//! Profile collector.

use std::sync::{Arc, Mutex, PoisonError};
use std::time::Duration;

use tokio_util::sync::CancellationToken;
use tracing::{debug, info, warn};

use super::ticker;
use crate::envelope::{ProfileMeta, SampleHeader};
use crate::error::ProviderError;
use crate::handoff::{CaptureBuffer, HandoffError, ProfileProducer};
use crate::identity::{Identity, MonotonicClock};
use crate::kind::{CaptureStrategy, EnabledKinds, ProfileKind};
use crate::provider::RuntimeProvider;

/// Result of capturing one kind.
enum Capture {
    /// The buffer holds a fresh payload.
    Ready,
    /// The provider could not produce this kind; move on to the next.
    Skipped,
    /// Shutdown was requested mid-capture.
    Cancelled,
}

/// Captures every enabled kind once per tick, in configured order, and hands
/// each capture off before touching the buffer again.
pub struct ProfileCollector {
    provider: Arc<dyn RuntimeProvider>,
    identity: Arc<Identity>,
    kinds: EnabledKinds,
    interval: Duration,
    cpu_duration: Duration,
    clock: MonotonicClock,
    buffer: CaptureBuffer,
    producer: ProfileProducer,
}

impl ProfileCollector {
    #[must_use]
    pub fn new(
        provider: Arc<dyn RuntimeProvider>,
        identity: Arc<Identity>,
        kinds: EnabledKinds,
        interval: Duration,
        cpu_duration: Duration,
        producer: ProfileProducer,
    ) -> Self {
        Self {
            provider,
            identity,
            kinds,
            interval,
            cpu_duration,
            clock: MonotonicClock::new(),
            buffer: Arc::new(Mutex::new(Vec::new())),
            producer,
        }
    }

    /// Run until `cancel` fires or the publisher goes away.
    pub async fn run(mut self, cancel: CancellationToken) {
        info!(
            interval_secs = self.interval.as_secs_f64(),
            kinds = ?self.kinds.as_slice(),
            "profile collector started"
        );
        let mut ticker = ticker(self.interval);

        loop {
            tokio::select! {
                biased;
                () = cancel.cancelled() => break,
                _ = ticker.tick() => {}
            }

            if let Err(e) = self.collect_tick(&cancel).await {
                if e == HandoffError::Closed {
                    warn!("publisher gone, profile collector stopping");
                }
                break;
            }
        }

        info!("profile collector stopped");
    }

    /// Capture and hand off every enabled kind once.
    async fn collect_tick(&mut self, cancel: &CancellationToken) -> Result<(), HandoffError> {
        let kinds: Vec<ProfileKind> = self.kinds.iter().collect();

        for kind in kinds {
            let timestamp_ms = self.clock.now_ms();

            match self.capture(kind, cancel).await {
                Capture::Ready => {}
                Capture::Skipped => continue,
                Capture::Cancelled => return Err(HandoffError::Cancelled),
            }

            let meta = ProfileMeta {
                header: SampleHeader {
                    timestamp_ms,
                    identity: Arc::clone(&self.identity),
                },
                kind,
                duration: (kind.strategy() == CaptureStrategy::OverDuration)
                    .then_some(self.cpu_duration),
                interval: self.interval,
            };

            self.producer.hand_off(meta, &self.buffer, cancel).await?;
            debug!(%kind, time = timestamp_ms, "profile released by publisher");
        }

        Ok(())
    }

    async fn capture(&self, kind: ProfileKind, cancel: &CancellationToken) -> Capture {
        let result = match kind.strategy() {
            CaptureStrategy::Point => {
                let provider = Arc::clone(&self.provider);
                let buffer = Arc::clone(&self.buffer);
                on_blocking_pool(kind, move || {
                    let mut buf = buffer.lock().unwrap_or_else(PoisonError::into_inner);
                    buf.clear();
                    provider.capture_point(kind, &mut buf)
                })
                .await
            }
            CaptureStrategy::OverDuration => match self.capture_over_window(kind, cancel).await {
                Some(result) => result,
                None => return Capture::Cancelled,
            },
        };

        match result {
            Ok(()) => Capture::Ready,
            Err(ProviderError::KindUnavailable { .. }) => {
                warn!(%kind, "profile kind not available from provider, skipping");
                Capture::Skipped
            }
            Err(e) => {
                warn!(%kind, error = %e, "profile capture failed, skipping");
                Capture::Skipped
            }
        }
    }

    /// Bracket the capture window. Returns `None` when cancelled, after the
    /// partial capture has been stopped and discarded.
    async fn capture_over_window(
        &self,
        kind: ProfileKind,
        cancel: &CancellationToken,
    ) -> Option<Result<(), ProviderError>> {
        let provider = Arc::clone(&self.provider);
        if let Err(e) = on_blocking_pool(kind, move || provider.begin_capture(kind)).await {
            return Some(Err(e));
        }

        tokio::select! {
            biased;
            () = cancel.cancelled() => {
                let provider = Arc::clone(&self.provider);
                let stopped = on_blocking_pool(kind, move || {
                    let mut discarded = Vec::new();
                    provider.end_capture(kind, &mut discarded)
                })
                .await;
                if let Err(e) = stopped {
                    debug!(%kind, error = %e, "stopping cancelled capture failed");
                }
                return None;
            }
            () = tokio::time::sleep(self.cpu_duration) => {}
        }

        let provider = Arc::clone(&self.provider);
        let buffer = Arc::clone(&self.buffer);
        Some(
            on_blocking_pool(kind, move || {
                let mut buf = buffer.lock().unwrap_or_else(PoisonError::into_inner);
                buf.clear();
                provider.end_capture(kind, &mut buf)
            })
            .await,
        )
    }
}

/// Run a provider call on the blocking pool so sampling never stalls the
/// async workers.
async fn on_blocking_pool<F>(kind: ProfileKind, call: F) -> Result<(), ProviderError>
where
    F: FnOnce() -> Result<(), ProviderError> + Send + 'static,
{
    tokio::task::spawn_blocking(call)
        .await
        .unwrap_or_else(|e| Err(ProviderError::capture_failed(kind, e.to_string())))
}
----------------
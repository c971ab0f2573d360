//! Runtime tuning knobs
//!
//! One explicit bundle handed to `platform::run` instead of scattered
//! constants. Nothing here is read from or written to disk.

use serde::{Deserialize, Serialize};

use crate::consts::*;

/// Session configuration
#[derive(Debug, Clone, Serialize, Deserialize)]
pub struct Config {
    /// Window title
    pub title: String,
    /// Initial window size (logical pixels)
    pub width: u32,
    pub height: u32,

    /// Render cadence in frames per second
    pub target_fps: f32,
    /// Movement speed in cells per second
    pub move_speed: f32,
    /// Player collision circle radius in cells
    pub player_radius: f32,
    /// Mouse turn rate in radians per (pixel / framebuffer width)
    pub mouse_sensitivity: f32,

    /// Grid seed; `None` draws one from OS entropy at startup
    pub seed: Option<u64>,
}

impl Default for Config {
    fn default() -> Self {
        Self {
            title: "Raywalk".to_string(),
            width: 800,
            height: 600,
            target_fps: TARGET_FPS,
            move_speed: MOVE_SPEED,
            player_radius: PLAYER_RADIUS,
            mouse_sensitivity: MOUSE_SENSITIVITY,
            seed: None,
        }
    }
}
----------------
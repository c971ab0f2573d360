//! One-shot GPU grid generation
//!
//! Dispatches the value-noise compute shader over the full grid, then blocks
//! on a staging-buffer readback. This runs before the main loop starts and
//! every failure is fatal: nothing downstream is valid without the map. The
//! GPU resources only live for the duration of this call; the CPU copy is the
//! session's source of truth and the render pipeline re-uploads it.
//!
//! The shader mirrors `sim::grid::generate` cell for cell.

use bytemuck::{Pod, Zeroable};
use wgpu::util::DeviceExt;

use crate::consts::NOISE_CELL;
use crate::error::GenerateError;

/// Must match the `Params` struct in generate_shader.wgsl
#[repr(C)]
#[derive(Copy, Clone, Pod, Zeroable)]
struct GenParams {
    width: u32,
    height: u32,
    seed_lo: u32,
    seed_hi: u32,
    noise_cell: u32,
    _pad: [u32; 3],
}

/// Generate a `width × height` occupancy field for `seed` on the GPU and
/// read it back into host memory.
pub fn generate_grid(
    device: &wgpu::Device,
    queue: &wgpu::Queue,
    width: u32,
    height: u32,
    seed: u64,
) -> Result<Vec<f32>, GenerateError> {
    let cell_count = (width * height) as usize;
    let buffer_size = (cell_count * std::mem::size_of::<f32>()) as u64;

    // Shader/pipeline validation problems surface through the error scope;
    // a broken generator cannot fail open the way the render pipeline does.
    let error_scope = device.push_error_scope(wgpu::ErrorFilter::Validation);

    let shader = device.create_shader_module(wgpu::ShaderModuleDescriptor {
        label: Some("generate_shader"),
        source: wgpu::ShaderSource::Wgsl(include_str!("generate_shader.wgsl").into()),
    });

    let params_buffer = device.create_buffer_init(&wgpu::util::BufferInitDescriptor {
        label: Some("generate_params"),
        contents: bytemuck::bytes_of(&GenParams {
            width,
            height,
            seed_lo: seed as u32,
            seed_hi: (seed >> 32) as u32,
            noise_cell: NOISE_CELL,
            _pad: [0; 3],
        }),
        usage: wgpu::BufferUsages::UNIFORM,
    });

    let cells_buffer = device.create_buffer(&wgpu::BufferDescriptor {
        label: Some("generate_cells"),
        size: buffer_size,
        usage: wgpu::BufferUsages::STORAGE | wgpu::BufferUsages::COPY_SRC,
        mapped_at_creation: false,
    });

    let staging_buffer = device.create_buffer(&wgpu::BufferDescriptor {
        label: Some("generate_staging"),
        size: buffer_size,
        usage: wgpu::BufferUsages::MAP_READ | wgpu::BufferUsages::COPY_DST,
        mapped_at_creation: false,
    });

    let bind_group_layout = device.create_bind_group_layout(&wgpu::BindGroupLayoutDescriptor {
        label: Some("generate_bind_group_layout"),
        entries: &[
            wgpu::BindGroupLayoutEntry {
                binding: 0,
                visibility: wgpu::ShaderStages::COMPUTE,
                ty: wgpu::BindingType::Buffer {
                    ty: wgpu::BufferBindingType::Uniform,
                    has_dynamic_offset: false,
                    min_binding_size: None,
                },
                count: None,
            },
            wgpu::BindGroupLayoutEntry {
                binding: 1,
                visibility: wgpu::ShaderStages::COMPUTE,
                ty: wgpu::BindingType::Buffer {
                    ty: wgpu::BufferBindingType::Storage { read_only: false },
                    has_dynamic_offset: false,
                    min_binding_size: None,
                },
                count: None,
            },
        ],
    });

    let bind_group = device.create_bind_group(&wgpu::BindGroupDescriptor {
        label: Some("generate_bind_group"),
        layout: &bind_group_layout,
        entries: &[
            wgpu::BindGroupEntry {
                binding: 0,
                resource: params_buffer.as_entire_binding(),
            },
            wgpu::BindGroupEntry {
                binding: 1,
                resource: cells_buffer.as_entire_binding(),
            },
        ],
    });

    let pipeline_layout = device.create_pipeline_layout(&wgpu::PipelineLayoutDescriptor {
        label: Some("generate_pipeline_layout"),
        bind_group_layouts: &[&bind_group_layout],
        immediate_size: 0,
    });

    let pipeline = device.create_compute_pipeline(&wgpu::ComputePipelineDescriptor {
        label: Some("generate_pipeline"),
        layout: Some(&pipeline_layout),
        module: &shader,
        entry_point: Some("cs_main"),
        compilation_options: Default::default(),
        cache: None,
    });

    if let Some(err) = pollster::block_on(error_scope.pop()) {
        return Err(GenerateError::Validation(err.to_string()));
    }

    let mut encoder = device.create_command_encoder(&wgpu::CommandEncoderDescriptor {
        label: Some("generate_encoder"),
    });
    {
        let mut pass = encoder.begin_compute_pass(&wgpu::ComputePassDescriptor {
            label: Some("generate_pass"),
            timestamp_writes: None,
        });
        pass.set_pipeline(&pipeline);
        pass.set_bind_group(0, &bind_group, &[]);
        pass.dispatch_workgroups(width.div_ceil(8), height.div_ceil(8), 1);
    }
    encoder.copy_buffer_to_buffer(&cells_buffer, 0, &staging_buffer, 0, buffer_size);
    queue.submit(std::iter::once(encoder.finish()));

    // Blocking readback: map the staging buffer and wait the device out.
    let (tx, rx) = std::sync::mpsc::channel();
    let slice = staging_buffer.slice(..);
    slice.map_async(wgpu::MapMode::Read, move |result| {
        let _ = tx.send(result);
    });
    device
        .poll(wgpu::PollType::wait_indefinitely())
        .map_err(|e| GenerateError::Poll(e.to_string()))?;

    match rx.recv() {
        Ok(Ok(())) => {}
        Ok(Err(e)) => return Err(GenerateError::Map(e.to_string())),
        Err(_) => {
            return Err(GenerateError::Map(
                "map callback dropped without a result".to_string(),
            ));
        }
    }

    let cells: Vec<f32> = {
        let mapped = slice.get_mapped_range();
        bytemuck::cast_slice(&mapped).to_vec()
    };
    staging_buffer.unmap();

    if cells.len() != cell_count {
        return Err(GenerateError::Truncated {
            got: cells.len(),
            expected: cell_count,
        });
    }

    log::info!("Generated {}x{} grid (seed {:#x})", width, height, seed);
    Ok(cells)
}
----------------
Work to be completed: Tell how many lines in the entries above include the string "SampleHeader", and write nothing but the number.

Your solution: 2